La visualisation de ces données ne fait pas intervenir d’IA. En revanche, cette technologie peut être utilisée pour comprendre et modéliser la consommation énergétique de bâtiments. Et pour cause, trop souvent « les bâtiments ne fonctionnent pas de la manière dont on les a designé » (D.H). L’utilisation de données énergétiques pourraient ainsi contribuer à créer des « typologies de bâtiments » (D.H) avec, dans chaque typologie, des exemples à suivre (selon leurs efficacités énergétiques). L’IA permettrait alors d’identifier des patterns et de présenter des exemples contextuels dont pourrait vraiment s’inspirer un immeuble (en fonction des caractéristiques qui lui sont propres).
L’IA au service de bâtiments verts
En 2030, 50% des bâtiments présents sur les sols américains seront issus de construction ayant eu lieu avant les années 2000. Il est donc crucial d’être en mesure d’optimiser ces bâtiments existants (avec des infrastructures parfois vieillissantes). « Par la suite, on souhaite pouvoir optimiser le système de CVC (Chaleur, Ventilation, Climatisation) d’un bâtiment.

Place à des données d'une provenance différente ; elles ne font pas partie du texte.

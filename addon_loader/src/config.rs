use std::fs;
use std::path::{Path, PathBuf};
use std::str::FromStr;

use serde::Deserialize;

use crate::dependency::LibraryDependency;
use crate::error::ConfigError;

/// Loader settings read from the application TOML file.
///
/// Unrelated tables (such as `[logging]`) are ignored.
#[derive(Debug, Clone, Default, Deserialize)]
pub struct LoaderConfig {
    #[serde(default)]
    pub loader: LoaderSection,

    /// Addon name to the names of the addons it requires.
    #[serde(default)]
    pub dependencies: LibraryDependency,
}

#[derive(Debug, Clone, Deserialize)]
pub struct LoaderSection {
    /// Directories searched for addon libraries, in order.
    #[serde(default)]
    pub search_paths: Vec<PathBuf>,

    /// Whether `ADDON_LOADER_PATH` directories are searched before
    /// `search_paths`. Default: true.
    #[serde(default = "default_use_env_path")]
    pub use_env_path: bool,
}

fn default_use_env_path() -> bool {
    true
}

impl Default for LoaderSection {
    fn default() -> Self {
        Self {
            search_paths: Vec::new(),
            use_env_path: default_use_env_path(),
        }
    }
}

impl LoaderConfig {
    pub fn from_file<P: AsRef<Path>>(path: P) -> Result<Self, ConfigError> {
        let path = path.as_ref();
        let content = fs::read_to_string(path).map_err(|source| ConfigError::Read {
            path: path.display().to_string(),
            source,
        })?;
        content.parse()
    }
}

impl FromStr for LoaderConfig {
    type Err = ConfigError;

    fn from_str(content: &str) -> Result<Self, Self::Err> {
        Ok(toml::from_str(content)?)
    }
}
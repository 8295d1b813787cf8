/// Exports an addon factory entry point from a `cdylib`.
///
/// The versioned form takes the full symbol name, which must be
/// `addon_factory_instance_<unique_name>` for the host to find it:
///
/// ```ignore
/// extern "C" fn create(manager: *mut AddonManager) -> *mut AddonInstance { ... }
///
/// addon_api::declare_addon_factory!(addon_factory_instance_sample, create);
/// ```
///
/// `legacy` exports the bare `addon_factory_instance` symbol instead, for
/// libraries that carry a single addon and must also load on older hosts.
/// A library can use both forms, but only one `legacy` per library.
#[macro_export]
macro_rules! declare_addon_factory {
    (legacy, $create_fn:path) => {
        #[no_mangle]
        pub extern "C" fn addon_factory_instance() -> *const $crate::AddonFactory {
            static FACTORY: $crate::AddonFactory = $crate::AddonFactory::new($create_fn);
            &FACTORY
        }
    };
    ($entry:ident, $create_fn:path) => {
        #[no_mangle]
        pub extern "C" fn $entry() -> *const $crate::AddonFactory {
            static FACTORY: $crate::AddonFactory = $crate::AddonFactory::new($create_fn);
            &FACTORY
        }
    };
}
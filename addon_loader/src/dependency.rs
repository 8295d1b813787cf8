use std::collections::{HashMap, HashSet};

use once_cell::sync::Lazy;

/// Addon name to the set of addon names it requires.
///
/// Supplied once when the loader is built and never changed by it. Ordering
/// loads and rejecting cycles is left to the addon manager.
pub type LibraryDependency = HashMap<String, HashSet<String>>;

static NO_DEPENDENCIES: Lazy<HashSet<String>> = Lazy::new(HashSet::new);

/// Declared requirements of `unique_name`, empty when nothing is declared.
pub fn dependencies_of<'a>(dependency: &'a LibraryDependency, unique_name: &str) -> &'a HashSet<String> {
    dependency.get(unique_name).unwrap_or(&*NO_DEPENDENCIES)
}
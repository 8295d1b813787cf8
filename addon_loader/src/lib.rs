pub mod config;
pub mod dependency;
mod entry;
pub mod error;
pub mod factory;
pub mod loader;
pub mod native;
pub mod path_resolver;

pub use config::LoaderConfig;
pub use dependency::LibraryDependency;
pub use error::{ConfigError, LoadError};
pub use factory::{versioned_entry_name, EntrySymbol, FactoryRef, LibraryFactoryResolver};
pub use loader::{AddonLoader, SharedLibraryLoader, SHARED_LIBRARY_LOADER_TYPE};
pub use native::{Libloading, LibloadingHandle, ModuleHandle, NativeModule, RawSymbol};
pub use path_resolver::{library_file_name, AddonPathResolver, StandardPath};
//! Narrow interface over the platform's dynamic loader.
//!
//! The resolver only needs two things from a loaded module: open it and look a
//! symbol up by name. Keeping that behind traits lets the fallback logic run
//! against in-memory modules in tests, and keeps `libloading` in one place.

use std::ffi::c_void;
use std::fmt;
use std::path::{Path, PathBuf};
use std::ptr::NonNull;

use libloading::{Library, Symbol};

/// Address of a resolved symbol. Never null.
#[derive(Clone, Copy, PartialEq, Eq)]
pub struct RawSymbol(NonNull<c_void>);

impl RawSymbol {
    pub fn new(address: *const c_void) -> Option<Self> {
        NonNull::new(address as *mut c_void).map(Self)
    }

    pub fn as_ptr(self) -> *mut c_void {
        self.0.as_ptr()
    }
}

impl fmt::Debug for RawSymbol {
    fn fmt(&self, f: &mut fmt::Formatter<'_>) -> fmt::Result {
        write!(f, "RawSymbol({:p})", self.0)
    }
}

/// A module that has been mapped into the process.
///
/// Dropping the handle releases the module.
pub trait ModuleHandle {
    /// Looks `name` up, returning the loader's diagnostic when it is missing.
    fn resolve(&self, name: &str) -> Result<RawSymbol, String>;
}

/// Opens modules from disk.
pub trait NativeModule {
    type Handle: ModuleHandle;

    /// Maps the module at `path`, returning the loader's diagnostic on failure.
    fn open(&self, path: &Path) -> Result<Self::Handle, String>;
}

/// Production backend built on `libloading`.
#[derive(Debug, Default, Clone, Copy)]
pub struct Libloading;

/// A library opened through [`Libloading`].
#[derive(Debug)]
pub struct LibloadingHandle {
    library: Library,
    path: PathBuf,
}

impl LibloadingHandle {
    pub fn path(&self) -> &Path {
        &self.path
    }
}

impl NativeModule for Libloading {
    type Handle = LibloadingHandle;

    fn open(&self, path: &Path) -> Result<LibloadingHandle, String> {
        let library = open_library(path).map_err(|e| e.to_string())?;
        Ok(LibloadingHandle {
            library,
            path: path.to_path_buf(),
        })
    }
}

impl ModuleHandle for LibloadingHandle {
    fn resolve(&self, name: &str) -> Result<RawSymbol, String> {
        // SAFETY: the symbol is only read as an address here; giving it a type is
        // left to `entry::entry_point_from_symbol`.
        let symbol: Symbol<*mut c_void> =
            unsafe { self.library.get(name.as_bytes()) }.map_err(|e| e.to_string())?;
        RawSymbol::new(*symbol).ok_or_else(|| format!("{}: symbol {} is null", self.path.display(), name))
    }
}

// RTLD_NOW: unresolved imports fail the open, not the first call into the addon.
#[cfg(unix)]
fn open_library(path: &Path) -> Result<Library, libloading::Error> {
    use libloading::os::unix::{Library as UnixLibrary, RTLD_LOCAL, RTLD_NOW};

    // SAFETY: running the library's initializers is the point of loading an addon.
    unsafe { UnixLibrary::open(Some(path), RTLD_NOW | RTLD_LOCAL) }.map(Library::from)
}

#[cfg(not(unix))]
fn open_library(path: &Path) -> Result<Library, libloading::Error> {
    // SAFETY: see the unix variant.
    unsafe { Library::new(path) }
}

#[cfg(test)]
mod tests {
    use super::*;

    #[test]
    fn raw_symbol_rejects_null() {
        assert!(RawSymbol::new(std::ptr::null()).is_none());
    }

    #[test]
    fn open_reports_missing_file() {
        let err = Libloading
            .open(Path::new("/nonexistent/libmissing_addon.so"))
            .unwrap_err();
        assert!(!err.is_empty());
    }
}
//! HTTP transport layer for OneMap API requests

use async_trait::async_trait;
use om_core::{Error, Result};
use reqwest::Client;
use serde_json::Value;
use std::fmt;
use std::time::Duration;
use tracing::{debug, error, instrument};

/// Status code and JSON body of one HTTP exchange
#[derive(Debug, Clone, PartialEq)]
pub struct ApiResponse {
  pub status_code: u16,
  /// Parsed body, `Value::Null` when the body was empty or not JSON
  pub data: Value,
}

impl ApiResponse {
  pub fn new(status_code: u16, data: Value) -> Self {
    Self { status_code, data }
  }
}

#[derive(Debug, Clone, Copy, PartialEq, Eq)]
pub enum HttpMethod {
  Get,
  Post,
}

impl HttpMethod {
  /// Methods that must carry a body
  pub fn requires_body(&self) -> bool {
    matches!(self, HttpMethod::Post)
  }
}

impl fmt::Display for HttpMethod {
  fn fmt(&self, f: &mut fmt::Formatter<'_>) -> fmt::Result {
    match self {
      HttpMethod::Get => write!(f, "GET"),
      HttpMethod::Post => write!(f, "POST"),
    }
  }
}

/// One request handed to an [`HttpTransport`]
#[derive(Debug, Clone, PartialEq)]
pub struct HttpRequest {
  pub url: String,
  pub method: HttpMethod,
  pub body: Option<Value>,
  pub timeout: Duration,
}

impl HttpRequest {
  pub fn get(url: impl Into<String>, timeout: Duration) -> Self {
    Self { url: url.into(), method: HttpMethod::Get, body: None, timeout }
  }

  pub fn post(url: impl Into<String>, body: Value, timeout: Duration) -> Self {
    Self { url: url.into(), method: HttpMethod::Post, body: Some(body), timeout }
  }

  /// Rejects a POST without a body before anything is sent
  pub fn validate(&self) -> Result<()> {
    if self.method.requires_body() && self.body.is_none() {
      return Err(Error::InvalidInput(
        "Data must be provided for POST, PUT and PATCH requests.".to_string(),
      ));
    }
    Ok(())
  }
}

/// Sends one HTTP request and returns the status and JSON body.
///
/// Implementations must not retry and must not interpret the status code.
#[async_trait]
pub trait HttpTransport: Send + Sync {
  async fn send(&self, request: HttpRequest) -> Result<ApiResponse>;
}

/// [`HttpTransport`] backed by `reqwest`
pub struct ReqwestTransport {
  client: Client,
}

impl ReqwestTransport {
  /// Create a new transport instance
  pub fn new() -> Result<Self> {
    let client = Client::builder()
      .user_agent(concat!("om-client/", env!("CARGO_PKG_VERSION")))
      .build()
      .map_err(|e| Error::Http(format!("Failed to create HTTP client: {}", e)))?;

    Ok(Self { client })
  }

  /// Wrap an existing `reqwest::Client`, e.g. one with a proxy configured
  pub fn with_client(client: Client) -> Self {
    Self { client }
  }
}

impl fmt::Debug for ReqwestTransport {
  fn fmt(&self, f: &mut fmt::Formatter<'_>) -> fmt::Result {
    f.debug_struct("ReqwestTransport").finish_non_exhaustive()
  }
}

#[async_trait]
impl HttpTransport for ReqwestTransport {
  #[instrument(skip(self, request), fields(method = %request.method, url = %redact_token(&request.url)))]
  async fn send(&self, request: HttpRequest) -> Result<ApiResponse> {
    request.validate()?;

    let builder = match request.method {
      HttpMethod::Get => self.client.get(&request.url),
      HttpMethod::Post => self.client.post(&request.url).json(&request.body),
    };

    let response = builder.timeout(request.timeout).send().await.map_err(|e| {
      error!("Request failed: {}", e);
      Error::Http(format!("Request failed: {}", e))
    })?;

    let status_code = response.status().as_u16();
    let text = response
      .text()
      .await
      .map_err(|e| Error::Http(format!("Failed to read response body: {}", e)))?;

    debug!("Response status {} with {} byte body", status_code, text.len());
    #[cfg(feature = "debug-logging")]
    debug!("Response body: {}", text);

    let data = if text.trim().is_empty() {
      Value::Null
    } else {
      serde_json::from_str(&text).unwrap_or_else(|e| {
        debug!("Response body is not JSON: {}", e);
        Value::Null
      })
    };

    Ok(ApiResponse { status_code, data })
  }
}

/// Masks the `token` query parameter so it never reaches the logs
pub(crate) fn redact_token(url: &str) -> String {
  match url.find("token=") {
    Some(start) => {
      let value_start = start + "token=".len();
      let value_end = url[value_start..].find('&').map_or(url.len(), |i| value_start + i);
      format!("{}***{}", &url[..value_start], &url[value_end..])
    }
    None => url.to_string(),
  }
}

#[cfg(test)]
mod tests {
  use super::*;
  use serde_json::json;

  #[test]
  fn test_post_without_body_is_rejected() {
    let mut request = HttpRequest::post("https://example.com/api", json!({}), Duration::from_secs(1));
    assert!(request.validate().is_ok());

    request.body = None;
    let err = request.validate().unwrap_err();
    assert!(err.is_precondition());
  }

  #[test]
  fn test_get_needs_no_body() {
    let request = HttpRequest::get("https://example.com/api", Duration::from_secs(1));
    assert!(request.validate().is_ok());
    assert_eq!(request.method.to_string(), "GET");
  }

  #[test]
  fn test_redact_token() {
    assert_eq!(
      redact_token("https://x/route?start=1,2&token=abc.def&buffer=10"),
      "https://x/route?start=1,2&token=***&buffer=10"
    );
    assert_eq!(redact_token("https://x/route?token=abc"), "https://x/route?token=***");
    assert_eq!(redact_token("https://x/search?searchVal=a"), "https://x/search?searchVal=a");
  }

  #[tokio::test]
  async fn test_post_without_body_sends_nothing() {
    let transport = ReqwestTransport::new().unwrap();
    let request = HttpRequest {
      url: "http://127.0.0.1:9/never".to_string(),
      method: HttpMethod::Post,
      body: None,
      timeout: Duration::from_secs(1),
    };
    let err = transport.send(request).await.unwrap_err();
    assert!(matches!(err, Error::InvalidInput(_)));
  }
}
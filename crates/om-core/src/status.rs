/*
 *
 *
 *
 *
 * MIT License
 * Copyright (c) 2025. Dwight J. Browne
 * dwight[-at-]dwightjbrowne[-dot-]com
 *
 *
 * Permission is hereby granted, free of charge, to any person obtaining a copy
 * of this software and associated documentation files (the "Software"), to deal
 * in the Software without restriction, including without limitation the rights
 * to use, copy, modify, merge, publish, distribute, sublicense, and/or sell
 * copies of the Software, and to permit persons to whom the Software is
 * furnished to do so, subject to the following conditions:
 *
 * The above copyright notice and this permission notice shall be included in all
 * copies or substantial portions of the Software.
 *
 * THE SOFTWARE IS PROVIDED "AS IS", WITHOUT WARRANTY OF ANY KIND, EXPRESS OR
 * IMPLIED, INCLUDING BUT NOT LIMITED TO THE WARRANTIES OF MERCHANTABILITY,
 * FITNESS FOR A PARTICULAR PURPOSE AND NONINFRINGEMENT. IN NO EVENT SHALL THE
 * AUTHORS OR COPYRIGHT HOLDERS BE LIABLE FOR ANY CLAIM, DAMAGES OR OTHER
 * LIABILITY, WHETHER IN AN ACTION OF CONTRACT, TORT OR OTHERWISE, ARISING FROM,
 * OUT OF OR IN CONNECTION WITH THE SOFTWARE OR THE USE OR OTHER DEALINGS IN THE
 * SOFTWARE.
 */

//! HTTP status code helpers

pub const HTTP_200_OK: u16 = 200;
pub const HTTP_301_MOVED_PERMANENTLY: u16 = 301;
pub const HTTP_400_BAD_REQUEST: u16 = 400;
pub const HTTP_401_UNAUTHORIZED: u16 = 401;
pub const HTTP_404_NOT_FOUND: u16 = 404;
pub const HTTP_500_INTERNAL_SERVER_ERROR: u16 = 500;
pub const HTTP_503_SERVICE_UNAVAILABLE: u16 = 503;

pub fn is_informational(code: u16) -> bool {
  (100..=199).contains(&code)
}

pub fn is_success(code: u16) -> bool {
  (200..=299).contains(&code)
}

pub fn is_redirect(code: u16) -> bool {
  (300..=399).contains(&code)
}

pub fn is_client_error(code: u16) -> bool {
  (400..=499).contains(&code)
}

pub fn is_server_error(code: u16) -> bool {
  (500..=599).contains(&code)
}

/// How the client treats a response status.
///
/// Only 200 counts as success. Anything that is neither 200, 4xx nor 5xx
/// is `Other` and is passed through as "no result".
#[derive(Debug, Clone, Copy, PartialEq, Eq)]
pub enum StatusClass {
  Ok,
  ClientError,
  ServerError,
  Other,
}

impl StatusClass {
  pub fn from_code(code: u16) -> Self {
    if code == HTTP_200_OK {
      StatusClass::Ok
    } else if is_client_error(code) {
      StatusClass::ClientError
    } else if is_server_error(code) {
      StatusClass::ServerError
    } else {
      StatusClass::Other
    }
  }
}

#[cfg(test)]
mod tests {
  use super::*;

  #[test]
  fn test_is_informational() {
    assert!(is_informational(100));
    assert!(is_informational(199));
    assert!(!is_informational(99));
    assert!(!is_informational(200));
  }

  #[test]
  fn test_is_success() {
    assert!(is_success(200));
    assert!(is_success(299));
    assert!(!is_success(199));
    assert!(!is_success(300));
  }

  #[test]
  fn test_is_redirect() {
    assert!(is_redirect(300));
    assert!(is_redirect(399));
    assert!(!is_redirect(299));
    assert!(!is_redirect(400));
  }

  #[test]
  fn test_is_client_error() {
    assert!(is_client_error(400));
    assert!(is_client_error(499));
    assert!(!is_client_error(399));
    assert!(!is_client_error(500));
  }

  #[test]
  fn test_is_server_error() {
    assert!(is_server_error(500));
    assert!(is_server_error(599));
    assert!(!is_server_error(499));
    assert!(!is_server_error(600));
  }

  #[test]
  fn test_status_class() {
    assert_eq!(StatusClass::from_code(HTTP_200_OK), StatusClass::Ok);
    assert_eq!(StatusClass::from_code(204), StatusClass::Other);
    assert_eq!(StatusClass::from_code(HTTP_301_MOVED_PERMANENTLY), StatusClass::Other);
    assert_eq!(StatusClass::from_code(HTTP_404_NOT_FOUND), StatusClass::ClientError);
    assert_eq!(StatusClass::from_code(HTTP_503_SERVICE_UNAVAILABLE), StatusClass::ServerError);
    assert_eq!(StatusClass::from_code(600), StatusClass::Other);
  }
}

On estime qu’on pourrait ainsi diminuer de 10% à 20% la consommation énergétique d’un immeuble ». Au-delà d’actions évidentes (mais efficaces) qui peuvent être facilement automatisées (éteindre des lumières, diminuer la climatisation lorsque personne n’est dans la salle, etc.) Maxen Technology espère atteindre cet objectif en agissant sur des données complexes. La startup entraine ainsi son IA à optimiser l’efficacité énergétique d’un bâtiment en prenant en compte des données externes (la météo) et internes (un plateau peut bénéficier de la chaleur produite par l’étage d’en dessous). « On veut ainsi passer d’un modèle réactif [baisser la température quand il fait trop chaud] à un modèle proactif » (S.N-P).
L’IA peut également être utilisée pour augmenter la part d’énergies renouvelables utilisées par les bâtiments. « Au Texas, on peut vous payer, notamment la nuit, pour que vous utilisiez l’énergie éolienne produite » (D.H). Ce phénomène s’explique par un décalage entre l’offre d’énergie vertes et la demande d’énergie. Dès lors, l’IA, en prévoyant les pics de consommation (et de production d’énergies renouvelables) pourrait pallier ce problème. Toujours au Texas « on pourrait imaginer que des objets intelligents se rechargent automatiquement la nuit [ou durant d’autres périodes de pic de production d’énergies vertes et de faible demande d’énergie] » (D.H).
Pour autant, et en dépit de ces possibilités, l’IA est loin d’être une solution miracle. « On aura encore besoin d’énergies non-renouvelables. Ne serait-ce que parce que le vent ne souffle pas toujours et que le soleil ne brille pas à longueur de journées… » (D.H). Si cette technologie peut optimiser des modèles, il est de notre responsabilité de les questionner et d’en imaginer d’autres, plus durables.